Your goal: Two lines in the data below mark the range: the one with "return Err(CoordinateError::Longitude(longitude));" and the one with "let (lat2, lon2) = b.to_radians();". Return both, along with every line between them, exactly.
== Records provided ==
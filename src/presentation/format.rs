//! Number formatting shared by the panels.

/// `52450.3` -> `"52,450.30"`. Prices under 1 keep four decimals.
pub fn format_price(value: f64) -> String {
    let decimals = if value.abs() < 1.0 && value != 0.0 { 4 } else { 2 };
    let fixed = format!("{:.*}", decimals, value.abs());
    let (whole, fraction) = fixed.split_once('.').unwrap_or((fixed.as_str(), ""));

    let mut grouped = String::with_capacity(whole.len() + whole.len() / 3);
    for (i, digit) in whole.chars().enumerate() {
        if i > 0 && (whole.len() - i) % 3 == 0 {
            grouped.push(',');
        }
        grouped.push(digit);
    }

    let sign = if value < 0.0 { "-" } else { "" };
    if fraction.is_empty() {
        format!("{sign}{grouped}")
    } else {
        format!("{sign}{grouped}.{fraction}")
    }
}

/// Signed with an explicit `+` for gains.
pub fn format_change(value: f64) -> String {
    if value >= 0.0 {
        format!("+{}", format_price(value))
    } else {
        format_price(value)
    }
}

pub fn format_percent(value: f64) -> String {
    if value >= 0.0 { format!("+{:.2}%", value) } else { format!("{:.2}%", value) }
}

/// `$1.02T`, `$28.50B`, `$890.00M`, smaller values as plain dollars.
pub fn format_compact_usd(value: f64) -> String {
    const UNITS: [(f64, &str); 3] = [(1e12, "T"), (1e9, "B"), (1e6, "M")];
    UNITS
        .iter()
        .find(|(scale, _)| value.abs() >= *scale)
        .map(|(scale, unit)| format!("${:.2}{}", value / scale, unit))
        .unwrap_or_else(|| format!("${}", format_price(value)))
}

/// CSS class for a signed change.
pub fn trend_class(value: f64) -> &'static str {
    if value >= 0.0 { "positive" } else { "negative" }
}

#[cfg(test)]
mod tests {
    use super::*;

    #[test]
    fn groups_thousands() {
        assert_eq!(format_price(52_450.3), "52,450.30");
        assert_eq!(format_price(1_000_000.0), "1,000,000.00");
        assert_eq!(format_price(425.89), "425.89");
        assert_eq!(format_price(0.0), "0.00");
    }

    #[test]
    fn small_prices_keep_precision() {
        assert_eq!(format_price(0.5234), "0.5234");
    }

    #[test]
    fn changes_are_signed() {
        assert_eq!(format_change(1_250.45), "+1,250.45");
        assert_eq!(format_change(-85.23), "-85.23");
        assert_eq!(format_percent(2.44), "+2.44%");
        assert_eq!(format_percent(-2.56), "-2.56%");
    }

    #[test]
    fn compact_units() {
        assert_eq!(format_compact_usd(1.02e12), "$1.02T");
        assert_eq!(format_compact_usd(28.5e9), "$28.50B");
        assert_eq!(format_compact_usd(890e6), "$890.00M");
        assert_eq!(format_compact_usd(950.0), "$950.00");
    }
}
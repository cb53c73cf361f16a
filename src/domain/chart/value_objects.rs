use derive_more::Display;
use serde::{Deserialize, Serialize};
use strum::{AsRefStr, EnumIter, EnumString};

/// Value Object - light or dark rendering
#[derive(
    Debug, Clone, Copy, Default, PartialEq, Eq, Display, EnumIter, EnumString, AsRefStr, Serialize, Deserialize,
)]
pub enum DisplayMode {
    #[default]
    #[display(fmt = "Light")]
    #[strum(serialize = "light")]
    Light,
    #[display(fmt = "Dark")]
    #[strum(serialize = "dark")]
    Dark,
}

impl DisplayMode {
    pub fn from_dark_flag(is_dark: bool) -> Self {
        if is_dark { Self::Dark } else { Self::Light }
    }

    pub fn is_dark(&self) -> bool {
        matches!(self, Self::Dark)
    }
}

/// Value Object - pixel size of the drawing surface
#[derive(Debug, Clone, Copy, PartialEq, Eq)]
pub struct ChartDimensions {
    pub width: u32,
    pub height: u32,
}

impl ChartDimensions {
    pub fn new(width: u32, height: u32) -> Self {
        Self { width, height }
    }

    pub fn is_empty(&self) -> bool {
        self.width == 0 || self.height == 0
    }
}

/// Value Object - colours for every chart element
#[derive(Debug, Clone, PartialEq, Eq)]
pub struct ChartTheme {
    pub background: &'static str,
    pub text: &'static str,
    pub grid: &'static str,
    pub border: &'static str,
    pub up: &'static str,
    pub down: &'static str,
    pub volume_up: &'static str,
    pub volume_down: &'static str,
    pub last_price: &'static str,
}

impl ChartTheme {
    pub const LIGHT: ChartTheme = ChartTheme {
        background: "#ffffff",
        text: "#333333",
        grid: "#f0f0f0",
        border: "#e1e1e1",
        up: "#22c55e",
        down: "#ef4444",
        volume_up: "rgba(34, 197, 94, 0.45)",
        volume_down: "rgba(239, 68, 68, 0.45)",
        last_price: "#2563eb",
    };

    pub const DARK: ChartTheme = ChartTheme {
        background: "#1f2937",
        text: "#d1d5db",
        grid: "#374151",
        border: "#4b5563",
        up: "#22c55e",
        down: "#ef4444",
        volume_up: "rgba(34, 197, 94, 0.35)",
        volume_down: "rgba(239, 68, 68, 0.35)",
        last_price: "#60a5fa",
    };

    pub fn for_mode(mode: DisplayMode) -> Self {
        match mode {
            DisplayMode::Light => Self::LIGHT,
            DisplayMode::Dark => Self::DARK,
        }
    }
}
//! User position subsystem.
//!
//! Two-stage position acquisition (approximate, then precise), a short-lived
//! file cache of the last region, and the providers that produce fixes.

pub mod cache;
pub mod providers;
pub mod resolver;
pub mod types;

pub use cache::RegionCache;
pub use providers::{IpGeolocator, ManualPosition, PositionProvider};
pub use resolver::{Acquisition, Liveness, PositionResolver};
pub use types::{FixStage, LocationAccuracy, LocationError, Permission, Region, DEFAULT_REGION};
//! File-based cache of the last known region at ~/.nearby/last_region.json.
//!
//! A single `{region, timestamp}` blob. TTL: 30 minutes. An expired blob is
//! deleted the first time it is read. I/O failures are logged and otherwise
//! ignored; the cache is an optimization only.

use super::types::Region;
use serde::{Deserialize, Serialize};
use std::fs;
use std::path::{Path, PathBuf};

pub const CACHE_TTL_MS: i64 = 30 * 60 * 1000; // 30 minutes in ms

#[derive(Debug, Clone, Serialize, Deserialize)]
struct CachedRegion {
    region: Region,
    timestamp: i64,
}

/// The region cache.
pub struct RegionCache {
    path: PathBuf,
}

impl RegionCache {
    /// Cache at the default location (~/.nearby/last_region.json).
    pub fn load() -> Self {
        Self { path: Self::default_path() }
    }

    /// Cache at a specific path.
    pub fn load_from(path: PathBuf) -> Self {
        Self { path }
    }

    fn default_path() -> PathBuf {
        dirs::home_dir()
            .unwrap_or_else(|| PathBuf::from("."))
            .join(".nearby")
            .join("last_region.json")
    }

    pub fn path(&self) -> &Path {
        &self.path
    }

    fn read(&self) -> Option<CachedRegion> {
        let data = fs::read_to_string(&self.path).ok()?;
        match serde_json::from_str(&data) {
            Ok(entry) => Some(entry),
            Err(e) => {
                tracing::warn!(path = %self.path.display(), error = %e, "ignoring unreadable region cache");
                None
            }
        }
    }

    /// The cached region, if present and younger than the TTL.
    pub fn get(&self) -> Option<Region> {
        self.get_at(chrono::Utc::now().timestamp_millis())
    }

    /// [`get`](Self::get) evaluated at `now_ms` (Unix epoch milliseconds).
    pub fn get_at(&self, now_ms: i64) -> Option<Region> {
        let entry = self.read()?;
        if now_ms - entry.timestamp < CACHE_TTL_MS {
            return Some(entry.region);
        }
        tracing::debug!(age_ms = now_ms - entry.timestamp, "region cache expired");
        self.clear();
        None
    }

    /// Store `region` stamped with the current time.
    pub fn put(&self, region: &Region) {
        self.put_at(region, chrono::Utc::now().timestamp_millis());
    }

    pub fn put_at(&self, region: &Region, timestamp_ms: i64) {
        let entry = CachedRegion { region: *region, timestamp: timestamp_ms };
        if let Some(parent) = self.path.parent() {
            let _ = fs::create_dir_all(parent);
        }
        let written = serde_json::to_string_pretty(&entry)
            .map_err(|e| e.to_string())
            .and_then(|json| fs::write(&self.path, json).map_err(|e| e.to_string()));
        if let Err(e) = written {
            tracing::warn!(path = %self.path.display(), error = %e, "failed to cache region");
        }
    }

    pub fn clear(&self) {
        if let Err(e) = fs::remove_file(&self.path) {
            if e.kind() != std::io::ErrorKind::NotFound {
                tracing::warn!(path = %self.path.display(), error = %e, "failed to clear region cache");
            }
        }
    }
}

#[cfg(test)]
mod tests {
    use super::*;
    use tempfile::TempDir;

    fn test_cache() -> (RegionCache, TempDir) {
        let dir = TempDir::new().unwrap();
        let path = dir.path().join("last_region.json");
        (RegionCache::load_from(path), dir)
    }

    fn oakland() -> Region {
        Region {
            latitude: 37.8044,
            longitude: -122.2712,
            latitude_delta: 0.0922,
            longitude_delta: 0.0421,
        }
    }

    #[test]
    fn test_cache_put_get() {
        let (cache, _dir) = test_cache();
        cache.put(&oakland());
        assert_eq!(cache.get(), Some(oakland()));
    }

    #[test]
    fn test_cache_miss() {
        let (cache, _dir) = test_cache();
        assert!(cache.get().is_none());
    }

    #[test]
    fn test_cache_fresh_just_inside_ttl() {
        let (cache, _dir) = test_cache();
        cache.put_at(&oakland(), 1_000);
        assert!(cache.get_at(1_000 + CACHE_TTL_MS - 1).is_some());
    }

    #[test]
    fn test_cache_expired_is_removed() {
        let (cache, _dir) = test_cache();
        cache.put_at(&oakland(), 1_000);
        assert!(cache.get_at(1_000 + CACHE_TTL_MS).is_none());
        assert!(!cache.path().exists());
    }

    #[test]
    fn test_cache_persistence() {
        let dir = TempDir::new().unwrap();
        let path = dir.path().join("nested").join("last_region.json");

        RegionCache::load_from(path.clone()).put(&oakland());

        let cache2 = RegionCache::load_from(path);
        assert_eq!(cache2.get(), Some(oakland()));
    }

    #[test]
    fn test_cache_corrupt_file_ignored() {
        let (cache, _dir) = test_cache();
        fs::write(cache.path(), "{not json").unwrap();
        assert!(cache.get().is_none());
    }

    #[test]
    fn test_cache_clear() {
        let (cache, _dir) = test_cache();
        cache.put(&oakland());
        cache.clear();
        assert!(cache.get().is_none());
        // Clearing twice is harmless.
        cache.clear();
    }
}
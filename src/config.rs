//! Runtime configuration.
//!
//! Values come from CLI flags (with environment fallbacks, see `main.rs`)
//! and default to the constants below.

use chrono_tz::Tz;
use std::path::PathBuf;
use std::time::Duration;

/// Serve the bundled dataset without contacting the remote source.
pub const USE_STATIC_DATASET: bool = true;

/// Locations farther than this from the user are not shown.
pub const MAX_LOCATION_DISTANCE_MILES: f64 = 200.0;

pub const DEFAULT_API_BASE: &str = "https://solar-village-backend.onrender.com/api";

const DEFAULT_REQUEST_TIMEOUT: Duration = Duration::from_secs(10);

pub const DEFAULT_TIMEZONE: Tz = chrono_tz::America::Los_Angeles;

#[derive(Debug, Clone)]
pub struct AppConfig {
    pub static_only: bool,
    pub max_distance_miles: f64,
    pub api_base_url: String,
    pub request_timeout: Duration,
    /// Region cache file. `None` uses `~/.nearby/last_region.json`.
    pub cache_path: Option<PathBuf>,
    /// Zone in which opening hours are evaluated when the caller gives none.
    pub timezone: Tz,
}

impl Default for AppConfig {
    fn default() -> Self {
        Self {
            static_only: USE_STATIC_DATASET,
            max_distance_miles: MAX_LOCATION_DISTANCE_MILES,
            api_base_url: DEFAULT_API_BASE.to_string(),
            request_timeout: DEFAULT_REQUEST_TIMEOUT,
            cache_path: None,
            timezone: DEFAULT_TIMEZONE,
        }
    }
}

impl AppConfig {
    /// URL of the community-resources listing.
    pub fn resources_url(&self) -> String {
        format!("{}/community-resources/", self.api_base_url.trim_end_matches('/'))
    }
}
//! Position providers: IP geolocation and manually supplied coordinates.

use super::types::{FixStage, LocationError, Permission};
use crate::geo::Coordinate;
use serde::Deserialize;
use std::time::Duration;

/// Something that can report where the user is.
pub trait PositionProvider {
    /// Whether the user allows position access at all.
    fn permission(&self) -> Permission {
        Permission::Granted
    }

    /// One position fix at the requested accuracy.
    fn locate(&self, stage: FixStage) -> Result<Coordinate, LocationError>;
}

// ─── Manual coordinates ─────────────────────────────────────────

/// A fixed position given by the user; precise at every stage.
#[derive(Debug, Clone, Copy)]
pub struct ManualPosition(pub Coordinate);

impl PositionProvider for ManualPosition {
    fn locate(&self, _stage: FixStage) -> Result<Coordinate, LocationError> {
        Ok(self.0)
    }
}

// ─── IP-based geolocation ───────────────────────────────────────

#[derive(Deserialize)]
struct IpApiResult {
    latitude: Option<f64>,
    longitude: Option<f64>,
    #[serde(default)]
    city: Option<String>,
}

const IPAPI_URL: &str = "https://ipapi.co/json/";

/// City-level position from the public IP address. Approximate only.
pub struct IpGeolocator {
    url: String,
    timeout: Duration,
}

impl Default for IpGeolocator {
    fn default() -> Self {
        Self {
            url: IPAPI_URL.to_string(),
            timeout: Duration::from_secs(5),
        }
    }
}

impl IpGeolocator {
    pub fn with_url(url: impl Into<String>, timeout: Duration) -> Self {
        Self { url: url.into(), timeout }
    }

    fn lookup(&self) -> Result<Coordinate, LocationError> {
        let response = ureq::get(&self.url)
            .set("User-Agent", concat!("nearby/", env!("CARGO_PKG_VERSION")))
            .timeout(self.timeout)
            .call()
            .map_err(|e| LocationError::Network(e.to_string()))?;

        let r: IpApiResult = response
            .into_json()
            .map_err(|e| LocationError::InvalidResponse(e.to_string()))?;

        parse_ip_result(r)
    }
}

fn parse_ip_result(r: IpApiResult) -> Result<Coordinate, LocationError> {
    let lat = r.latitude.ok_or_else(|| LocationError::InvalidResponse("no latitude".into()))?;
    let lon = r.longitude.ok_or_else(|| LocationError::InvalidResponse("no longitude".into()))?;
    let at = Coordinate::validated(lat, lon).map_err(|e| LocationError::InvalidResponse(e.to_string()))?;
    tracing::debug!(city = r.city.as_deref().unwrap_or("unknown"), "IP geolocation fix");
    Ok(at)
}

impl PositionProvider for IpGeolocator {
    fn locate(&self, stage: FixStage) -> Result<Coordinate, LocationError> {
        match stage {
            FixStage::Approximate => self.lookup(),
            FixStage::Precise => Err(LocationError::Unavailable(
                "IP geolocation has no precise fix".into(),
            )),
        }
    }
}

#[cfg(test)]
mod tests {
    use super::*;

    #[test]
    fn test_manual_is_constant() {
        let p = ManualPosition(Coordinate::new(1.0, 2.0));
        assert_eq!(p.locate(FixStage::Approximate).unwrap(), Coordinate::new(1.0, 2.0));
        assert_eq!(p.locate(FixStage::Precise).unwrap(), Coordinate::new(1.0, 2.0));
        assert_eq!(p.permission(), Permission::Granted);
    }

    #[test]
    fn test_ip_result_parsing() {
        let r: IpApiResult =
            serde_json::from_str(r#"{"latitude": 37.77, "longitude": -122.41, "city": "San Francisco"}"#).unwrap();
        assert_eq!(parse_ip_result(r).unwrap(), Coordinate::new(37.77, -122.41));

        let r: IpApiResult = serde_json::from_str(r#"{"error": true, "reason": "RateLimited"}"#).unwrap();
        assert!(matches!(parse_ip_result(r), Err(LocationError::InvalidResponse(_))));

        let r: IpApiResult = serde_json::from_str(r#"{"latitude": 120.0, "longitude": 0.0}"#).unwrap();
        assert!(parse_ip_result(r).is_err());
    }

    #[test]
    fn test_ip_has_no_precise_stage() {
        let ip = IpGeolocator::default();
        assert!(matches!(ip.locate(FixStage::Precise), Err(LocationError::Unavailable(_))));
    }

    #[test]
    fn test_ip_unreachable_is_network_error() {
        let ip = IpGeolocator::with_url("http://127.0.0.1:9/json/", Duration::from_secs(2));
        assert!(matches!(ip.locate(FixStage::Approximate), Err(LocationError::Network(_))));
    }
}
//! Great-circle distance on a spherical Earth.
//!
//! Haversine formula. Inputs are not validated here: out-of-range or
//! non-finite coordinates yield NaN or meaningless distances, never a panic.
//! Use [`Coordinate::validated`] at the edges where user input arrives.

use serde::{Deserialize, Serialize};
use thiserror::Error;

/// Earth's mean radius in statute miles.
pub const EARTH_RADIUS_MILES: f64 = 3958.8;

/// Earth's mean radius in kilometers.
pub const EARTH_RADIUS_KM: f64 = 6371.0;

/// A point on the globe in decimal degrees.
#[derive(Debug, Clone, Copy, PartialEq, Serialize, Deserialize)]
pub struct Coordinate {
    pub latitude: f64,
    pub longitude: f64,
}

#[derive(Debug, Clone, PartialEq, Error)]
pub enum CoordinateError {
    #[error("latitude {0} is outside -90..90")]
    Latitude(f64),
    #[error("longitude {0} is outside -180..180")]
    Longitude(f64),
}

impl Coordinate {
    pub const fn new(latitude: f64, longitude: f64) -> Self {
        Self { latitude, longitude }
    }

    /// Build a coordinate, rejecting values outside the valid ranges (NaN included).
    pub fn validated(latitude: f64, longitude: f64) -> Result<Self, CoordinateError> {
        if !(-90.0..=90.0).contains(&latitude) {
            return Err(CoordinateError::Latitude(latitude));
        }
        if !(-180.0..=180.0).contains(&longitude) {
            return Err(CoordinateError::Longitude(longitude));
        }
        Ok(Self::new(latitude, longitude))
    }

    fn to_radians(self) -> (f64, f64) {
        (self.latitude.to_radians(), self.longitude.to_radians())
    }
}

/// Great-circle distance between `a` and `b` in miles.
#[inline]
pub fn distance_miles(a: Coordinate, b: Coordinate) -> f64 {
    haversine(a, b, EARTH_RADIUS_MILES)
}

/// Great-circle distance between `a` and `b` in kilometers.
#[inline]
pub fn distance_km(a: Coordinate, b: Coordinate) -> f64 {
    haversine(a, b, EARTH_RADIUS_KM)
}

fn haversine(a: Coordinate, b: Coordinate, radius: f64) -> f64 {
    let (lat1, lon1) = a.to_radians();
    let (lat2, lon2) = b.to_radians();

    let d_lat = lat2 - lat1;
    let d_lon = lon2 - lon1;

    let h = (d_lat / 2.0).sin().powi(2) + lat1.cos() * lat2.cos() * (d_lon / 2.0).sin().powi(2);
    // Rounding can push h a hair past 1.0 for antipodal points. NaN passes through.
    let h = if h > 1.0 { 1.0 } else { h };

    2.0 * radius * h.sqrt().atan2((1.0 - h).sqrt())
}

#[cfg(test)]
mod tests {
    use super::*;
    use approx::assert_abs_diff_eq;
    use proptest::prelude::*;

    const SAN_FRANCISCO: Coordinate = Coordinate::new(37.7749, -122.4194);
    const SACRAMENTO: Coordinate = Coordinate::new(38.5816, -121.4944);
    const LOS_ANGELES: Coordinate = Coordinate::new(34.0522, -118.2437);

    #[test]
    fn test_sf_to_la() {
        let d = distance_miles(SAN_FRANCISCO, LOS_ANGELES);
        // ~347 miles
        assert!((d - 347.4).abs() < 3.0, "SF-LA: {}", d);
    }

    #[test]
    fn test_sf_to_sacramento() {
        let d = distance_miles(SAN_FRANCISCO, SACRAMENTO);
        assert!((d - 75.0).abs() < 5.0, "SF-Sacramento: {}", d);
    }

    #[test]
    fn test_km_and_miles_agree() {
        let miles = distance_miles(SAN_FRANCISCO, LOS_ANGELES);
        let km = distance_km(SAN_FRANCISCO, LOS_ANGELES);
        assert_abs_diff_eq!(km / miles, EARTH_RADIUS_KM / EARTH_RADIUS_MILES, epsilon = 1e-9);
    }

    #[test]
    fn test_same_point_is_zero() {
        assert_abs_diff_eq!(distance_miles(SACRAMENTO, SACRAMENTO), 0.0);
    }

    #[test]
    fn test_antipodal_is_half_circumference() {
        let d = distance_miles(Coordinate::new(0.0, 0.0), Coordinate::new(0.0, 180.0));
        assert_abs_diff_eq!(d, std::f64::consts::PI * EARTH_RADIUS_MILES, epsilon = 1e-6);
    }

    #[test]
    fn test_nan_input_yields_nan() {
        assert!(distance_miles(Coordinate::new(f64::NAN, 0.0), SACRAMENTO).is_nan());
        assert!(distance_miles(SACRAMENTO, Coordinate::new(0.0, f64::NAN)).is_nan());
        assert!(distance_km(Coordinate::new(f64::NAN, f64::NAN), SAN_FRANCISCO).is_nan());
    }

    #[test]
    fn test_validated_ranges() {
        assert!(Coordinate::validated(90.0, -180.0).is_ok());
        assert_eq!(Coordinate::validated(91.0, 0.0), Err(CoordinateError::Latitude(91.0)));
        assert_eq!(Coordinate::validated(0.0, 180.5), Err(CoordinateError::Longitude(180.5)));
        assert!(Coordinate::validated(f64::NAN, 0.0).is_err());
    }

    proptest! {
        #[test]
        fn prop_distance_is_symmetric(
            lat1 in -90.0f64..=90.0, lon1 in -180.0f64..=180.0,
            lat2 in -90.0f64..=90.0, lon2 in -180.0f64..=180.0,
        ) {
            let a = Coordinate::new(lat1, lon1);
            let b = Coordinate::new(lat2, lon2);
            prop_assert!((distance_miles(a, b) - distance_miles(b, a)).abs() < 1e-6);
        }

        #[test]
        fn prop_distance_to_self_is_zero(lat in -90.0f64..=90.0, lon in -180.0f64..=180.0) {
            let a = Coordinate::new(lat, lon);
            prop_assert_eq!(distance_miles(a, a), 0.0);
        }

        #[test]
        fn prop_distance_is_bounded(
            lat1 in -90.0f64..=90.0, lon1 in -180.0f64..=180.0,
            lat2 in -90.0f64..=90.0, lon2 in -180.0f64..=180.0,
        ) {
            let d = distance_miles(Coordinate::new(lat1, lon1), Coordinate::new(lat2, lon2));
            prop_assert!(d >= 0.0);
            prop_assert!(d <= std::f64::consts::PI * EARTH_RADIUS_MILES + 1e-6);
        }
    }
}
===
Answer area:
            return Err(CoordinateError::Longitude(longitude));
        }
        Ok(Self::new(latitude, longitude))
    }

    fn to_radians(self) -> (f64, f64) {
        (self.latitude.to_radians(), self.longitude.to_radians())
    }
}

/// Great-circle distance between `a` and `b` in miles.
#[inline]
pub fn distance_miles(a: Coordinate, b: Coordinate) -> f64 {
    haversine(a, b, EARTH_RADIUS_MILES)
}

/// Great-circle distance between `a` and `b` in kilometers.
#[inline]
pub fn distance_km(a: Coordinate, b: Coordinate) -> f64 {
    haversine(a, b, EARTH_RADIUS_KM)
}

fn haversine(a: Coordinate, b: Coordinate, radius: f64) -> f64 {
    let (lat1, lon1) = a.to_radians();
    let (lat2, lon2) = b.to_radians();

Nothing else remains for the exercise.